Wanna get your hands dirty in astronomy? Backyard Worlds: Planet 9 is a newly revised version of a Zooniverse Citizen Scientist data-mining project for finding nearby failed stars and exoplanets created through a collaboration of a number of research agencies including NASA, NOAO, AMNH, STSci, ASU, UCSD, and others. The project, done by human searches through a new double-size data set, depends on the acuity of the human eye to discern differences between data and noise in digital images. There are enormous mountains of data to go through, far more data than can be examined by individual astronomers in any reasonable amount of time and significant discoveries can be made by amateur researchers.
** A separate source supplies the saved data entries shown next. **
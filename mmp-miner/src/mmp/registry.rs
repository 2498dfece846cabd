//! Pending-submission registry.
//!
//! The server's ACCEPTED/REJECTED verdicts carry the submitted payload
//! bytes rather than an identifier, so submissions are correlated by exact
//! payload. Duplicate submissions of the same payload chain their waiters
//! onto one entry; a single verdict settles all of them.

use std::collections::HashMap;

use tokio::sync::oneshot;

/// Outstanding submissions awaiting a server verdict, keyed by payload.
#[derive(Debug, Default)]
pub struct PendingResults {
    entries: HashMap<Vec<u8>, Vec<oneshot::Sender<bool>>>,
}

impl PendingResults {
    pub fn new() -> Self {
        Self::default()
    }

    /// Register a waiter for a payload's verdict.
    pub fn add(&mut self, payload: Vec<u8>, reply: oneshot::Sender<bool>) {
        self.entries.entry(payload).or_default().push(reply);
    }

    /// Settle every waiter registered for `payload`.
    ///
    /// Returns false if no submission matched, which means the server's
    /// verdict referenced something we never sent (or already settled).
    pub fn resolve(&mut self, payload: &[u8], accepted: bool) -> bool {
        match self.entries.remove(payload) {
            Some(waiters) => {
                for reply in waiters {
                    // A dropped receiver just means the submitter stopped
                    // caring about the verdict.
                    let _ = reply.send(accepted);
                }
                true
            }
            None => false,
        }
    }

    /// Settle everything as rejected. Used on connection loss, when no
    /// verdict will ever arrive for in-flight submissions.
    pub fn purge(&mut self) {
        for (_, waiters) in self.entries.drain() {
            for reply in waiters {
                let _ = reply.send(false);
            }
        }
    }

    pub fn len(&self) -> usize {
        self.entries.len()
    }

    pub fn is_empty(&self) -> bool {
        self.entries.is_empty()
    }
}
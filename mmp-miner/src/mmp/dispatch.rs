//! Inbound command dispatch.
//!
//! A static signature table maps each recognized command name to its
//! expected argument kinds. Dispatch coerces the tokenized arguments to
//! those kinds and produces a typed [`ServerCommand`], so handlers never
//! re-validate primitive parsing. Unknown commands are ignored for forward
//! protocol compatibility; known commands with the wrong arity or a
//! non-integer token in an integer slot are flagged as illegal and dropped
//! before any handler runs.

use super::codec::Line;

/// Argument kinds a command signature may declare.
#[derive(Debug, Clone, Copy, PartialEq, Eq)]
enum ArgKind {
    Str,
    Int,
}

/// Signature table for recognized inbound commands.
const COMMANDS: &[(&str, &[ArgKind])] = &[
    ("MSG", &[ArgKind::Str]),
    ("TARGET", &[ArgKind::Str]),
    ("WORK", &[ArgKind::Str, ArgKind::Int]),
    ("BLOCK", &[ArgKind::Int]),
    ("ACCEPTED", &[ArgKind::Str]),
    ("REJECTED", &[ArgKind::Str]),
];

/// A fully typed inbound command, ready for its handler.
#[derive(Debug, Clone, PartialEq, Eq)]
pub enum ServerCommand {
    /// Operator-facing message
    Msg(String),

    /// New difficulty target, hex-encoded
    Target(String),

    /// New work assignment: hex-encoded header prefix and search-space mask
    Work { data: String, mask: u32 },

    /// Informational block-height notice
    Block(u64),

    /// A pending submission was accepted; carries the hex payload
    Accepted(String),

    /// A pending submission was rejected; carries the hex payload
    Rejected(String),
}

/// Dispatch outcome.
///
/// `Illegal` is the malformed-command hook: the caller decides what to do
/// with it (the client logs it and drops the line).
#[derive(Debug, Clone, PartialEq, Eq)]
pub enum Dispatch {
    /// Recognized and well-formed
    Command(ServerCommand),

    /// Unknown command name; ignored silently
    Ignored,

    /// Known command with wrong arity or a failed integer coercion
    Illegal(String),
}

/// Look up a line in the signature table and coerce its arguments.
pub fn dispatch(line: &Line) -> Dispatch {
    let kinds = match COMMANDS.iter().find(|(name, _)| *name == line.command) {
        Some((_, kinds)) => *kinds,
        None => return Dispatch::Ignored,
    };

    if kinds.len() != line.args.len() {
        return Dispatch::Illegal(line.command.clone());
    }

    // Every integer slot must coerce before any handler sees the command.
    for (kind, arg) in kinds.iter().zip(&line.args) {
        if *kind == ArgKind::Int && arg.parse::<i64>().is_err() {
            return Dispatch::Illegal(line.command.clone());
        }
    }

    let args = &line.args;
    let command = match line.command.as_str() {
        "MSG" => ServerCommand::Msg(args[0].clone()),
        "TARGET" => ServerCommand::Target(args[0].clone()),
        "WORK" => match parse_uint(&args[1]) {
            Some(mask) => ServerCommand::Work {
                data: args[0].clone(),
                mask: mask as u32,
            },
            None => return Dispatch::Illegal(line.command.clone()),
        },
        "BLOCK" => match parse_uint(&args[0]) {
            Some(height) => ServerCommand::Block(height),
            None => return Dispatch::Illegal(line.command.clone()),
        },
        "ACCEPTED" => ServerCommand::Accepted(args[0].clone()),
        "REJECTED" => ServerCommand::Rejected(args[0].clone()),
        _ => return Dispatch::Ignored,
    };

    Dispatch::Command(command)
}

// Integer slots coerce through i64; fields that are counts additionally
// reject negatives.
fn parse_uint(token: &str) -> Option<u64> {
    token.parse::<i64>().ok().and_then(|v| u64::try_from(v).ok())
}

#[cfg(test)]
mod tests {
    use super::*;
    use crate::mmp::codec::parse;

    #[test]
    fn unknown_command_is_ignored() {
        assert_eq!(dispatch(&parse("FROBNICATE a b c")), Dispatch::Ignored);
    }

    #[test]
    fn empty_line_is_ignored() {
        assert_eq!(dispatch(&parse("")), Dispatch::Ignored);
    }

    #[test]
    fn msg_carries_trailing_text() {
        let d = dispatch(&parse("MSG :welcome to the pool"));
        assert_eq!(
            d,
            Dispatch::Command(ServerCommand::Msg("welcome to the pool".to_string()))
        );
    }

    #[test]
    fn work_coerces_mask_to_integer() {
        let d = dispatch(&parse("WORK deadbeef 32"));
        assert_eq!(
            d,
            Dispatch::Command(ServerCommand::Work {
                data: "deadbeef".to_string(),
                mask: 32,
            })
        );
    }

    #[test]
    fn non_numeric_integer_slot_is_illegal() {
        assert_eq!(
            dispatch(&parse("WORK deadbeef lots")),
            Dispatch::Illegal("WORK".to_string())
        );
        assert_eq!(
            dispatch(&parse("BLOCK soon")),
            Dispatch::Illegal("BLOCK".to_string())
        );
    }

    #[test]
    fn arity_mismatch_is_illegal() {
        assert_eq!(
            dispatch(&parse("WORK deadbeef")),
            Dispatch::Illegal("WORK".to_string())
        );
        assert_eq!(
            dispatch(&parse("BLOCK 1 2")),
            Dispatch::Illegal("BLOCK".to_string())
        );
    }

    #[test]
    fn negative_count_is_illegal() {
        assert_eq!(
            dispatch(&parse("BLOCK -5")),
            Dispatch::Illegal("BLOCK".to_string())
        );
        assert_eq!(
            dispatch(&parse("WORK deadbeef -1")),
            Dispatch::Illegal("WORK".to_string())
        );
    }

    #[test]
    fn accepted_and_rejected_carry_hex() {
        assert_eq!(
            dispatch(&parse("ACCEPTED abcd")),
            Dispatch::Command(ServerCommand::Accepted("abcd".to_string()))
        );
        assert_eq!(
            dispatch(&parse("REJECTED abcd")),
            Dispatch::Command(ServerCommand::Rejected("abcd".to_string()))
        );
    }

    #[test]
    fn block_height_parses() {
        assert_eq!(
            dispatch(&parse("BLOCK 840000")),
            Dispatch::Command(ServerCommand::Block(840000))
        );
    }
}
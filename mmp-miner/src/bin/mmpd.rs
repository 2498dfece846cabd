//! Main entry point for the mmp-miner daemon.

use std::sync::Arc;

use clap::Parser;
use mmp_miner::config::SessionConfig;
use mmp_miner::daemon::Daemon;
use mmp_miner::hasher::{Assignment, FinalRound, Hasher, HasherBridge};
use mmp_miner::tracing;

#[derive(Parser, Debug)]
#[command(name = "mmpd", version, about = "MMP mining daemon")]
struct Args {
    /// Server host
    #[arg(long, default_value = "localhost")]
    host: String,

    /// Server port
    #[arg(long, default_value_t = 8332)]
    port: u16,

    /// Login username
    #[arg(short, long)]
    user: String,

    /// Login password
    #[arg(short, long)]
    pass: String,

    /// Display name reported to the server
    #[arg(long)]
    name: Option<String>,

    /// Compute device identity string
    #[arg(long, default_value = "CPU")]
    device: String,

    /// Compute units available on the device
    #[arg(long, default_value_t = 1)]
    cores: u32,
}

/// Stand-in compute engine: accepts assignments and produces no
/// candidates. Real backends drive the [`HasherBridge`] from their own
/// threads.
struct IdleEngine;

impl Hasher for IdleEngine {
    fn assign(&self, _assignment: Assignment) {}
}

impl FinalRound for IdleEngine {
    fn finish(&self, midstate: &[u32; 8], _data: &[u32; 3], _nonce: u32) -> [u32; 8] {
        *midstate
    }
}

#[tokio::main]
async fn main() -> anyhow::Result<()> {
    tracing::init();

    let args = Args::parse();

    let config = SessionConfig {
        addr: format!("{}:{}", args.host, args.port),
        username: args.user,
        password: args.pass,
        worker_name: args.name,
        device: args.device,
        cores: args.cores,
    };

    let bridge = Arc::new(HasherBridge::new());
    let engine = Arc::new(IdleEngine);

    Daemon::new()
        .run(config, bridge, engine.clone(), engine)
        .await
}
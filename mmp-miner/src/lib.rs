//! MMP mining client.
//!
//! A client for the Mining Management Protocol: it maintains a
//! persistent connection to a coordinating server, fetches work units for
//! an attached compute engine, verifies the engine's candidate solutions
//! locally, and submits qualifying results for credit.

pub mod config;
pub mod daemon;
pub mod hasher;
pub mod mmp;
pub mod session;
pub mod tracing;
pub mod work;
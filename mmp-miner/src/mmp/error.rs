//! Error types for the MMP protocol layer.

use thiserror::Error;

/// MMP protocol errors.
#[derive(Error, Debug)]
pub enum MmpError {
    /// Network I/O error
    #[error("I/O error: {0}")]
    Io(#[from] std::io::Error),

    /// Connection error
    #[error("Connection failed: {0}")]
    ConnectionFailed(String),

    /// Connection lost
    #[error("Connection lost")]
    Disconnected,

    /// The consumer dropped its event channel; the client cannot continue
    #[error("Event channel closed")]
    ChannelClosed,
}

/// Convenient Result type for MMP operations.
pub type MmpResult<T> = Result<T, MmpError>;
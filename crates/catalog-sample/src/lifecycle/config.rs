//! Runtime settings of the catalog.
//!
//! Defaults match the demo backend. A JSON document may override any subset of
//! fields, and a few fields can be overridden from the environment:
//!
//! | Variable | Field |
//! |----------|-------|
//! | `CATALOG_PRICE_MARKUP` | `price_markup` |
//! | `CATALOG_FETCH_LATENCY_MS` | `fetch_latency_ms` |
//! | `CATALOG_STORE_BUFFER` | `store_buffer` |

use super::CatalogError;
use crate::model::SupplierId;
use serde::{Deserialize, Serialize};
use std::str::FromStr;
use std::time::Duration;

#[derive(Debug, Clone, PartialEq, Serialize, Deserialize)]
#[serde(default, rename_all = "camelCase")]
pub struct CatalogConfig {
    pub products_url: String,
    pub categories_url: String,
    pub suppliers_url: String,
    /// Factor applied to every listed price.
    pub price_markup: f64,
    /// Simulated latency of each remote fetch.
    pub fetch_latency_ms: u64,
    /// Request channel capacity of each store.
    pub store_buffer: usize,
    /// Suppliers used by the join strategy demos.
    pub demo_supplier_ids: Vec<SupplierId>,
}

impl Default for CatalogConfig {
    fn default() -> Self {
        Self {
            products_url: "api/products".to_string(),
            categories_url: "api/categories".to_string(),
            suppliers_url: "api/suppliers".to_string(),
            price_markup: 1.5,
            fetch_latency_ms: 0,
            store_buffer: 32,
            demo_supplier_ids: vec![SupplierId(1), SupplierId(5), SupplierId(8)],
        }
    }
}

impl CatalogConfig {
    /// Defaults with environment overrides applied.
    pub fn from_env() -> Result<Self, CatalogError> {
        Self::default().with_overrides(|key| std::env::var(key).ok())
    }

    /// Parses a JSON document; missing fields keep their defaults.
    pub fn from_json(json: &str) -> Result<Self, CatalogError> {
        Ok(serde_json::from_str(json)?)
    }

    /// Applies overrides looked up by variable name.
    pub fn with_overrides(
        mut self,
        lookup: impl Fn(&str) -> Option<String>,
    ) -> Result<Self, CatalogError> {
        if let Some(markup) = parse(&lookup, "CATALOG_PRICE_MARKUP")? {
            self.price_markup = markup;
        }
        if let Some(latency) = parse(&lookup, "CATALOG_FETCH_LATENCY_MS")? {
            self.fetch_latency_ms = latency;
        }
        if let Some(buffer) = parse::<usize>(&lookup, "CATALOG_STORE_BUFFER")? {
            if buffer == 0 {
                return Err(CatalogError::Config {
                    key: "CATALOG_STORE_BUFFER".to_string(),
                    value: buffer.to_string(),
                });
            }
            self.store_buffer = buffer;
        }
        Ok(self)
    }

    pub fn fetch_latency(&self) -> Duration {
        Duration::from_millis(self.fetch_latency_ms)
    }
}

fn parse<V: FromStr>(
    lookup: &impl Fn(&str) -> Option<String>,
    key: &str,
) -> Result<Option<V>, CatalogError> {
    match lookup(key) {
        None => Ok(None),
        Some(raw) => raw
            .trim()
            .parse()
            .map(Some)
            .map_err(|_| CatalogError::Config {
                key: key.to_string(),
                value: raw,
            }),
    }
}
So-called stellar streams are associations of stars; typically a globular cluster or a dwarf galaxy orbiting a galaxy that has been stretched out along its orbit and torn apart by tidal forces. There are 18 known streams in our Milky Way galaxy, one of which is a mere 330 light years from Earth.
Since it’s close enough for astronomers to measure its stellar members precisely, we can get better estimate of our galaxy’s true mass because we can use the stream’s motion to measure the gravitational pull of our galaxy on it.

LOFAR Survey reveals hundreds of thousands of previously unmapped galaxies Low frequency radio telescope array is spread across northern Netherlands and nearby countries have surveyed 25% of the sky and the first 10% of data is now available for study, revealing the existence of 100,000 galaxies that were previously unseen.
This detection system is different from a visible light survey which only shows the visible light component of an object in space.
Observing in other frequencies, like radio, reveals additional processes and details otherwise unknown, resulting in an incomplete picture of the universe’s operation.

Night Sky highlights this week: Wednesday thru Saturday morning around 5:45 , a waning crescent moon slides past Jupiter, Saturn, then Venus in that order. Mars is quite high in the west, southwest and still stunningly bright!